I was tempted to use a picture of the movie, but reason prevailed

I've always had a fondness for Alistair MacLean.  My father would return home from work in Dublin City centre and leave his wool coat steaming in the hall.  There was a second hand bookshop near the train station and he would stop off on Fridays and special occasions and buy a handful of paperbacks. The rules of the game were as follows, if I'd been good, I would be directed after dinner that "You might find something interesting, if you look in my coat."

If reports were bad, these might mysteriously disappear. A little personal reconnaissance before the appointed hour was acceptable, but woe betide the Kinch minor that tried to snaffle one before his time.  MacLean, Captain W.E. Johns, Richard Jeffries, Rosemary Sutcliff and a variety of boy detectives features a great deal. Henty was bigger and only came solo, as there was a limit to what Dad's pockets would hold.  Curiously enough, I don't recall ever getting Ice Station Zebra.

The tale on the face of it is simple enough, there has been an accident at a British Antarctic Base and a US Navy Nuclear Submarine is dispatched to help.  On board is Dr Carpenter, a mysterious Englishman, who is tasked with discovering what exactly occurred at the station.
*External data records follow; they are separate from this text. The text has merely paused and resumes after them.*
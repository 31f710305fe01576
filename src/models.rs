//! Data models for the foot-traffic pipeline.
//!
//! Row structs mirror the warehouse tables one-to-one so both store backends
//! (sqlx rows and PostgREST JSON) can share them. Domain enums are parsed out
//! of the flat text columns at the edge.

use chrono::{DateTime, NaiveDate, Utc};
use chrono_tz::Tz;
use serde::{Deserialize, Serialize};
use uuid::Uuid;

use crate::error::StoreError;

// ---

/// Number of counting lines a people counter reports.
pub const LINE_COUNT: usize = 4;

/// Lines 1..=3 face the store entrance; line 4 counts sidewalk passerby.
pub const STORE_LINES: usize = 3;

/// Number of occupancy regions a regional counter reports.
pub const ZONE_COUNT: usize = 4;

/// Vendor family of a sensor, which decides credentials and endpoints.
#[derive(Debug, Clone, Copy, PartialEq, Eq, Hash, Serialize, Deserialize)]
#[serde(rename_all = "snake_case")]
pub enum SensorType {
    // ---
    MilesightPeopleCounter,
    Omnia,
}

impl SensorType {
    pub fn as_str(&self) -> &'static str {
        match self {
            SensorType::MilesightPeopleCounter => "milesight_people_counter",
            SensorType::Omnia => "omnia",
        }
    }

    /// Whether the sensor also serves the regional occupancy log.
    pub fn has_regional_counts(&self) -> bool {
        matches!(self, SensorType::Omnia)
    }
}

impl std::str::FromStr for SensorType {
    type Err = StoreError;

    fn from_str(s: &str) -> Result<Self, Self::Err> {
        match s {
            "milesight_people_counter" | "milesight" => Ok(SensorType::MilesightPeopleCounter),
            "omnia" => Ok(SensorType::Omnia),
            other => Err(StoreError::InvalidRow(format!("unknown sensor_type '{other}'"))),
        }
    }
}

/// Health status shown on the dashboard.
#[derive(Debug, Clone, Copy, PartialEq, Eq, Serialize, Deserialize)]
#[serde(rename_all = "lowercase")]
pub enum SensorStatus {
    // ---
    Online,
    Warning,
    Offline,
}

impl SensorStatus {
    pub fn as_str(&self) -> &'static str {
        match self {
            SensorStatus::Online => "online",
            SensorStatus::Warning => "warning",
            SensorStatus::Offline => "offline",
        }
    }
}

impl std::str::FromStr for SensorStatus {
    type Err = StoreError;

    fn from_str(s: &str) -> Result<Self, Self::Err> {
        match s {
            "online" => Ok(SensorStatus::Online),
            "warning" => Ok(SensorStatus::Warning),
            "offline" => Ok(SensorStatus::Offline),
            other => Err(StoreError::InvalidRow(format!("unknown status '{other}'"))),
        }
    }
}

/// Flat `circuit_state` column value.
#[derive(Debug, Clone, Copy, PartialEq, Eq, Serialize, Deserialize)]
#[serde(rename_all = "SCREAMING_SNAKE_CASE")]
pub enum CircuitPhase {
    // ---
    Closed,
    Open,
    HalfOpen,
}

impl CircuitPhase {
    pub fn as_str(&self) -> &'static str {
        match self {
            CircuitPhase::Closed => "CLOSED",
            CircuitPhase::Open => "OPEN",
            CircuitPhase::HalfOpen => "HALF_OPEN",
        }
    }
}

impl std::str::FromStr for CircuitPhase {
    type Err = StoreError;

    fn from_str(s: &str) -> Result<Self, Self::Err> {
        match s {
            "CLOSED" => Ok(CircuitPhase::Closed),
            "OPEN" => Ok(CircuitPhase::Open),
            "HALF_OPEN" => Ok(CircuitPhase::HalfOpen),
            other => Err(StoreError::InvalidRow(format!("unknown circuit_state '{other}'"))),
        }
    }
}

/// `sensor_metadata` joined with its store and organization, as stored.
#[derive(Debug, Clone, Serialize, Deserialize, sqlx::FromRow)]
pub struct SensorRow {
    // ---
    pub sensor_id: Uuid,
    pub sensor_name: String,
    pub sensor_type: String,
    pub sensor_ip: String,
    pub sensor_port: i32,
    pub store_id: Uuid,
    pub store_name: Option<String>,
    pub organization_id: Option<Uuid>,
    pub organization_name: Option<String>,
    pub timezone: Option<String>,
    pub is_active: bool,
    pub status: String,
    pub consecutive_failures: i32,
    pub offline_since: Option<DateTime<Utc>>,
    pub recovery_attempts: i32,
    pub circuit_state: Option<String>,
    pub last_successful_check: Option<DateTime<Utc>>,
    pub last_failed_check: Option<DateTime<Utc>>,
}

/// A sensor with its text columns parsed into domain types.
#[derive(Debug, Clone)]
pub struct Sensor {
    // ---
    pub sensor_id: Uuid,
    pub sensor_name: String,
    pub sensor_type: SensorType,
    pub ip_address: String,
    pub port: u16,
    pub store_id: Uuid,
    pub store_name: Option<String>,
    pub organization_id: Option<Uuid>,
    pub organization_name: Option<String>,
    pub timezone: Tz,
    pub is_active: bool,
    pub status: SensorStatus,
    pub consecutive_failures: u32,
    pub offline_since: Option<DateTime<Utc>>,
    pub recovery_attempts: u32,
    pub circuit_state: CircuitPhase,
    pub last_successful_check: Option<DateTime<Utc>>,
    pub last_failed_check: Option<DateTime<Utc>>,
}

impl TryFrom<SensorRow> for Sensor {
    type Error = StoreError;

    fn try_from(row: SensorRow) -> Result<Self, Self::Error> {
        // ---
        let port = u16::try_from(row.sensor_port).map_err(|_| {
            StoreError::InvalidRow(format!(
                "sensor {} has invalid port {}",
                row.sensor_name, row.sensor_port
            ))
        })?;

        Ok(Sensor {
            sensor_id: row.sensor_id,
            sensor_type: row.sensor_type.parse()?,
            ip_address: row.sensor_ip,
            port,
            store_id: row.store_id,
            store_name: row.store_name,
            organization_id: row.organization_id,
            organization_name: row.organization_name,
            timezone: parse_timezone(row.timezone.as_deref()),
            is_active: row.is_active,
            status: row.status.parse()?,
            consecutive_failures: row.consecutive_failures.max(0) as u32,
            offline_since: row.offline_since,
            recovery_attempts: row.recovery_attempts.max(0) as u32,
            circuit_state: match row.circuit_state.as_deref() {
                Some(s) => s.parse()?,
                None => CircuitPhase::Closed,
            },
            last_successful_check: row.last_successful_check,
            last_failed_check: row.last_failed_check,
            sensor_name: row.sensor_name,
        })
    }
}

/// Resolve an IANA zone name, falling back to UTC for missing or unknown names.
pub fn parse_timezone(name: Option<&str>) -> Tz {
    // ---
    match name.map(str::trim).filter(|n| !n.is_empty()) {
        Some(n) => n.parse::<Tz>().unwrap_or_else(|_| {
            tracing::warn!(timezone = n, "Unknown timezone, falling back to UTC");
            Tz::UTC
        }),
        None => Tz::UTC,
    }
}

/// A store and the timezone its analytics are bucketed in.
#[derive(Debug, Clone, Serialize, Deserialize, sqlx::FromRow)]
pub struct Store {
    // ---
    pub id: Uuid,
    pub name: String,
    pub organization_id: Option<Uuid>,
    pub timezone: Option<String>,
}

impl Store {
    pub fn tz(&self) -> Tz {
        parse_timezone(self.timezone.as_deref())
    }
}

/// One `people_counting_raw` row: per-line counts for one report interval.
#[derive(Debug, Clone, PartialEq, Serialize, Deserialize, sqlx::FromRow)]
pub struct RawReading {
    // ---
    pub sensor_id: Uuid,
    pub store_id: Uuid,
    pub timestamp: DateTime<Utc>,
    pub end_time: DateTime<Utc>,
    pub line1_in: i64,
    pub line1_out: i64,
    pub line2_in: i64,
    pub line2_out: i64,
    pub line3_in: i64,
    pub line3_out: i64,
    pub line4_in: i64,
    pub line4_out: i64,
}

impl RawReading {
    /// Inbound counts for lines 1..=4.
    pub fn lines_in(&self) -> [i64; LINE_COUNT] {
        [self.line1_in, self.line2_in, self.line3_in, self.line4_in]
    }

    /// Outbound counts for lines 1..=4.
    pub fn lines_out(&self) -> [i64; LINE_COUNT] {
        [self.line1_out, self.line2_out, self.line3_out, self.line4_out]
    }

    /// People entering the store (entrance lines only).
    pub fn store_entries(&self) -> i64 {
        self.lines_in()[..STORE_LINES].iter().sum()
    }

    /// People leaving the store (entrance lines only).
    pub fn store_exits(&self) -> i64 {
        self.lines_out()[..STORE_LINES].iter().sum()
    }

    /// People walking past, both directions of the passerby line.
    pub fn passerby(&self) -> i64 {
        self.line4_in + self.line4_out
    }
}

/// One `regional_counting_raw` row: occupancy snapshot per region.
#[derive(Debug, Clone, PartialEq, Serialize, Deserialize, sqlx::FromRow)]
pub struct RegionalReading {
    // ---
    pub sensor_id: Uuid,
    pub store_id: Uuid,
    pub timestamp: DateTime<Utc>,
    pub end_time: DateTime<Utc>,
    pub region1_count: i64,
    pub region2_count: i64,
    pub region3_count: i64,
    pub region4_count: i64,
    pub avg_dwell_seconds: Option<f64>,
}

impl RegionalReading {
    pub fn regions(&self) -> [i64; ZONE_COUNT] {
        [
            self.region1_count,
            self.region2_count,
            self.region3_count,
            self.region4_count,
        ]
    }

    pub fn total_occupancy(&self) -> i64 {
        self.regions().iter().sum()
    }
}

/// Whether an upsert created a new row or overwrote an existing one.
#[derive(Debug, Clone, Copy, PartialEq, Eq, Serialize)]
#[serde(rename_all = "lowercase")]
pub enum UpsertAction {
    // ---
    Inserted,
    Updated,
}

/// New values for every circuit-breaker column of one sensor.
///
/// The `last_*_check` fields are only written when present so a success
/// does not erase the last failure time and vice versa.
#[derive(Debug, Clone, PartialEq)]
pub struct CircuitUpdate {
    // ---
    pub status: SensorStatus,
    pub consecutive_failures: u32,
    pub offline_since: Option<DateTime<Utc>>,
    pub recovery_attempts: u32,
    pub circuit_state: CircuitPhase,
    pub last_successful_check: Option<DateTime<Utc>>,
    pub last_failed_check: Option<DateTime<Utc>>,
}

impl Sensor {
    /// Apply an update in place (used by stores that keep sensors in memory).
    pub fn apply(&mut self, update: &CircuitUpdate) {
        // ---
        self.status = update.status;
        self.consecutive_failures = update.consecutive_failures;
        self.offline_since = update.offline_since;
        self.recovery_attempts = update.recovery_attempts;
        self.circuit_state = update.circuit_state;
        if update.last_successful_check.is_some() {
            self.last_successful_check = update.last_successful_check;
        }
        if update.last_failed_check.is_some() {
            self.last_failed_check = update.last_failed_check;
        }
    }
}

/// Alert severity as stored in `alerts.severity`.
#[derive(Debug, Clone, Copy, PartialEq, Eq, Serialize, Deserialize)]
#[serde(rename_all = "lowercase")]
pub enum Severity {
    // ---
    Info,
    Warning,
    Critical,
}

impl Severity {
    pub fn as_str(&self) -> &'static str {
        match self {
            Severity::Info => "info",
            Severity::Warning => "warning",
            Severity::Critical => "critical",
        }
    }
}

/// An `alerts` row. Written by the pipeline, never read back.
#[derive(Debug, Clone, Serialize)]
pub struct NewAlert {
    // ---
    pub id: Uuid,
    pub organization_id: Option<Uuid>,
    pub store_id: Uuid,
    pub sensor_id: Uuid,
    pub alert_type: String,
    pub severity: Severity,
    pub title: String,
    pub message: String,
    pub metadata: serde_json::Value,
    pub created_at: DateTime<Utc>,
}

/// A `sensor_health_log` row.
#[derive(Debug, Clone, Serialize)]
pub struct HealthLogEntry {
    // ---
    pub sensor_id: Uuid,
    pub status: SensorStatus,
    pub response_time_ms: Option<i64>,
    pub readings_count: i64,
    pub error_message: Option<String>,
    pub checked_at: DateTime<Utc>,
}

/// One `hourly_analytics` row, keyed by (`store_id`, `date`, `hour`) in
/// store-local time.
#[derive(Debug, Clone, PartialEq, Serialize, Deserialize, sqlx::FromRow)]
pub struct HourlyAnalytics {
    // ---
    pub store_id: Uuid,
    pub date: NaiveDate,
    pub hour: i32,
    pub start_time: DateTime<Utc>,
    pub end_time: DateTime<Utc>,
    pub store_entries: i64,
    pub store_exits: i64,
    pub passerby_count: i64,
    pub passerby_in: i64,
    pub passerby_out: i64,
    pub capture_rate: Option<f64>,
    pub line1_in: i64,
    pub line1_out: i64,
    pub line2_in: i64,
    pub line2_out: i64,
    pub line3_in: i64,
    pub line3_out: i64,
    pub entry_line1_pct: Option<f64>,
    pub entry_line2_pct: Option<f64>,
    pub entry_line3_pct: Option<f64>,
    pub exit_line1_pct: Option<f64>,
    pub exit_line2_pct: Option<f64>,
    pub exit_line3_pct: Option<f64>,
    pub zone1_peak_occupancy: Option<i64>,
    pub zone2_peak_occupancy: Option<i64>,
    pub zone3_peak_occupancy: Option<i64>,
    pub zone4_peak_occupancy: Option<i64>,
    pub avg_dwell_seconds: Option<f64>,
    pub is_business_hours: bool,
    pub sample_count: i32,
}

impl HourlyAnalytics {
    pub fn lines_in(&self) -> [i64; STORE_LINES] {
        [self.line1_in, self.line2_in, self.line3_in]
    }

    pub fn lines_out(&self) -> [i64; STORE_LINES] {
        [self.line1_out, self.line2_out, self.line3_out]
    }

    pub fn zone_peaks(&self) -> [Option<i64>; ZONE_COUNT] {
        [
            self.zone1_peak_occupancy,
            self.zone2_peak_occupancy,
            self.zone3_peak_occupancy,
            self.zone4_peak_occupancy,
        ]
    }
}

/// One `daily_analytics` row, keyed by (`store_id`, `date`).
#[derive(Debug, Clone, PartialEq, Serialize, Deserialize, sqlx::FromRow)]
pub struct DailyAnalytics {
    // ---
    pub store_id: Uuid,
    pub date: NaiveDate,
    pub total_entries: i64,
    pub total_exits: i64,
    pub total_passerby: i64,
    pub capture_rate: Option<f64>,
    pub peak_hour: Option<i32>,
    pub peak_hour_entries: i64,
    pub peak_exit_hour: Option<i32>,
    pub peak_exit_count: i64,
    pub peak_traffic_hour: Option<i32>,
    pub peak_traffic_count: i64,
    pub peak_passerby_hour: Option<i32>,
    pub peak_passerby_count: i64,
    pub business_hours_entries: i64,
    pub after_hours_entries: i64,
    pub entry_line1_pct: Option<f64>,
    pub entry_line2_pct: Option<f64>,
    pub entry_line3_pct: Option<f64>,
    pub exit_line1_pct: Option<f64>,
    pub exit_line2_pct: Option<f64>,
    pub exit_line3_pct: Option<f64>,
    pub zone1_peak_occupancy: Option<i64>,
    pub zone1_peak_hour: Option<i32>,
    pub zone2_peak_occupancy: Option<i64>,
    pub zone2_peak_hour: Option<i32>,
    pub zone3_peak_occupancy: Option<i64>,
    pub zone3_peak_hour: Option<i32>,
    pub zone4_peak_occupancy: Option<i64>,
    pub zone4_peak_hour: Option<i32>,
    pub avg_dwell_seconds: Option<f64>,
    pub hours_with_data: i32,
}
As is traditional in an Alistair MacLean nothing is quite as it seems. Dr Carpenter, who is also a narrator, is revealed as steely eyed secret agent demonstrates the typical MacLean virtues of immense physical endurance, dogged determination and deeply cynical humour.  There is no sex or romance in the story and comparatively little violence as the most brutal struggles of the book are pit man against the landscape. The nuclear submarine USS Dolphin is a prominent character in the action, this is not a techno-thriller in the Clancy mould.  MacLean is far more interested in men than machine. This is a relatively short book, I read it over a day. It is also an old fashioned story in that it is one where things happen. There is precious little time for reflection or character development, not when there are Reds to outwit and icy tundras to cross.

In a strange way Ice Station Zebra has more in common with classic Christie mysteries like "Murder on the Orient Express" and "Ten Little Indians" then the bullet laced thrillers of our own day.  The hero must solve a puzzle against the clock while trapped with his array of suspects. Ultimately despite his brute strength, weapons and the exotic locale, Dr Carpenter must resolve things the old fashioned way, by thinking.

And for those of you who like that sort of thing, this is exactly the sort of thing that you like.

18 comments:

  1. That's a great picture you paint of Fridays in the Kinch home. A memory to cherish.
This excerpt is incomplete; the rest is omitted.